━━ Task data ━━
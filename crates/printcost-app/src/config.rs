//! Configuration management for printcost
//!
//! Config stored at: ~/.config/printcost/config.json
//!
//! The energy/labor/machine/failure/tax defaults double as the hidden shop
//! settings of the public quote flow, so changing them here changes what a
//! public quote charges.

use printcost_types::{ConfigError, OutputFormat, Result};
use serde::{Deserialize, Serialize};
use std::path::PathBuf;

/// Application configuration
#[derive(Debug, Clone, Serialize, Deserialize)]
pub struct Config {
    /// Currency code shown next to prices
    #[serde(default = "default_currency")]
    pub currency: String,

    /// Average printer power draw in watts
    #[serde(default = "default_power_rating_watts")]
    pub power_rating_watts: f64,

    /// Energy tariff per kWh
    #[serde(default = "default_energy_cost_per_kwh")]
    pub energy_cost_per_kwh: f64,

    /// Hourly rate for post-processing labor
    #[serde(default = "default_labor_rate_per_hour")]
    pub labor_rate_per_hour: f64,

    /// Average post-processing time per piece, minutes
    #[serde(default = "default_post_processing_minutes")]
    pub post_processing_minutes: f64,

    /// Printer depreciation/maintenance per machine-hour
    #[serde(default = "default_machine_rate_per_hour")]
    pub machine_rate_per_hour: f64,

    /// Expected scrap allowance, percent
    #[serde(default = "default_failure_rate_percent")]
    pub failure_rate_percent: f64,

    /// Default markup for public quotes, percent
    #[serde(default = "default_profit_margin_percent")]
    pub default_profit_margin_percent: f64,

    /// Sales tax (IVA), percent
    #[serde(default = "default_tax_rate_percent")]
    pub tax_rate_percent: f64,

    /// Fixed setup fee added to mesh-derived quotes
    #[serde(default = "default_setup_fee")]
    pub setup_fee: f64,

    /// Assumed deposition throughput for time estimates, g/h
    #[serde(default = "default_grams_per_hour")]
    pub grams_per_hour: f64,

    /// Material preset used when none is specified
    #[serde(default = "default_material")]
    pub default_material: String,

    /// Optional TOML master file overriding the built-in material presets
    #[serde(default)]
    pub materials_path: Option<PathBuf>,

    /// Default output format (json, table)
    #[serde(default = "default_output_format")]
    pub output_format: OutputFormat,
}

fn default_currency() -> String {
    "MXN".to_string()
}

fn default_power_rating_watts() -> f64 {
    150.0
}

fn default_energy_cost_per_kwh() -> f64 {
    2.5
}

fn default_labor_rate_per_hour() -> f64 {
    50.0
}

fn default_post_processing_minutes() -> f64 {
    15.0
}

fn default_machine_rate_per_hour() -> f64 {
    5.0
}

fn default_failure_rate_percent() -> f64 {
    10.0
}

fn default_profit_margin_percent() -> f64 {
    200.0
}

fn default_tax_rate_percent() -> f64 {
    16.0
}

fn default_setup_fee() -> f64 {
    50.0
}

fn default_grams_per_hour() -> f64 {
    12.0
}

fn default_material() -> String {
    "PLA".to_string()
}

fn default_output_format() -> OutputFormat {
    OutputFormat::Table
}

impl Default for Config {
    fn default() -> Self {
        Self {
            currency: default_currency(),
            power_rating_watts: default_power_rating_watts(),
            energy_cost_per_kwh: default_energy_cost_per_kwh(),
            labor_rate_per_hour: default_labor_rate_per_hour(),
            post_processing_minutes: default_post_processing_minutes(),
            machine_rate_per_hour: default_machine_rate_per_hour(),
            failure_rate_percent: default_failure_rate_percent(),
            default_profit_margin_percent: default_profit_margin_percent(),
            tax_rate_percent: default_tax_rate_percent(),
            setup_fee: default_setup_fee(),
            grams_per_hour: default_grams_per_hour(),
            default_material: default_material(),
            materials_path: None,
            output_format: default_output_format(),
        }
    }
}

impl Config {
    /// Get the config directory path
    pub fn config_dir() -> Result<PathBuf> {
        let config_dir = dirs::config_dir()
            .ok_or(ConfigError::NotFound)?
            .join("printcost");
        Ok(config_dir)
    }

    /// Get the config file path
    pub fn config_path() -> Result<PathBuf> {
        Ok(Self::config_dir()?.join("config.json"))
    }

    /// Load config from file, or create default
    pub fn load() -> Result<Self> {
        let path = Self::config_path()?;

        if path.exists() {
            let content = std::fs::read_to_string(&path)?;
            let config: Config = serde_json::from_str(&content)?;
            Ok(config)
        } else {
            Ok(Config::default())
        }
    }

    /// Save config to file
    pub fn save(&self) -> Result<()> {
        let path = Self::config_path()?;

        // Ensure directory exists
        if let Some(parent) = path.parent() {
            std::fs::create_dir_all(parent)?;
        }

        let content = serde_json::to_string_pretty(self)?;
        std::fs::write(&path, content)?;
        Ok(())
    }
}

impl std::fmt::Display for Config {
    fn fmt(&self, f: &mut std::fmt::Formatter<'_>) -> std::fmt::Result {
        writeln!(f, "Printcost Configuration")?;
        writeln!(f, "=======================")?;
        writeln!(f)?;
        writeln!(f, "Currency:             {}", self.currency)?;
        writeln!(f, "Power rating:         {} W", self.power_rating_watts)?;
        writeln!(f, "Energy cost:          {}/kWh", self.energy_cost_per_kwh)?;
        writeln!(f, "Labor rate:           {}/h", self.labor_rate_per_hour)?;
        writeln!(f, "Post-processing:      {} min", self.post_processing_minutes)?;
        writeln!(f, "Machine rate:         {}/h", self.machine_rate_per_hour)?;
        writeln!(f, "Failure rate:         {}%", self.failure_rate_percent)?;
        writeln!(f, "Default margin:       {}%", self.default_profit_margin_percent)?;
        writeln!(f, "Tax rate (IVA):       {}%", self.tax_rate_percent)?;
        writeln!(f, "Setup fee:            {}", self.setup_fee)?;
        writeln!(f, "Throughput:           {} g/h", self.grams_per_hour)?;
        writeln!(f, "Default material:     {}", self.default_material)?;
        writeln!(
            f,
            "Materials file:       {}",
            self.materials_path
                .as_ref()
                .map(|p| p.display().to_string())
                .unwrap_or_else(|| "(built-in presets)".to_string())
        )?;
        writeln!(f, "Output format:        {}", self.output_format)?;

        if let Ok(path) = Self::config_path() {
            writeln!(f)?;
            writeln!(f, "Config file:          {}", path.display())?;
        }

        Ok(())
    }
}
━━━
- **Required action**
Nothing beyond the lines from the start of the entries through the line with "public quotes, percent" should appear. Repeat those lines exactly, both ends included.

- **Exercise output**
filename crates/printcost-app/src/config.rs
//! Configuration management for printcost
//!
//! Config stored at: ~/.config/printcost/config.json
//!
//! The energy/labor/machine/failure/tax defaults double as the hidden shop
//! settings of the public quote flow, so changing them here changes what a
//! public quote charges.

use printcost_types::{ConfigError, OutputFormat, Result};
use serde::{Deserialize, Serialize};
use std::path::PathBuf;

/// Application configuration
#[derive(Debug, Clone, Serialize, Deserialize)]
pub struct Config {
    /// Currency code shown next to prices
    #[serde(default = "default_currency")]
    pub currency: String,

    /// Average printer power draw in watts
    #[serde(default = "default_power_rating_watts")]
    pub power_rating_watts: f64,

    /// Energy tariff per kWh
    #[serde(default = "default_energy_cost_per_kwh")]
    pub energy_cost_per_kwh: f64,

    /// Hourly rate for post-processing labor
    #[serde(default = "default_labor_rate_per_hour")]
    pub labor_rate_per_hour: f64,

    /// Average post-processing time per piece, minutes
    #[serde(default = "default_post_processing_minutes")]
    pub post_processing_minutes: f64,

    /// Printer depreciation/maintenance per machine-hour
    #[serde(default = "default_machine_rate_per_hour")]
    pub machine_rate_per_hour: f64,

    /// Expected scrap allowance, percent
    #[serde(default = "default_failure_rate_percent")]
    pub failure_rate_percent: f64,

    /// Default markup for public quotes, percent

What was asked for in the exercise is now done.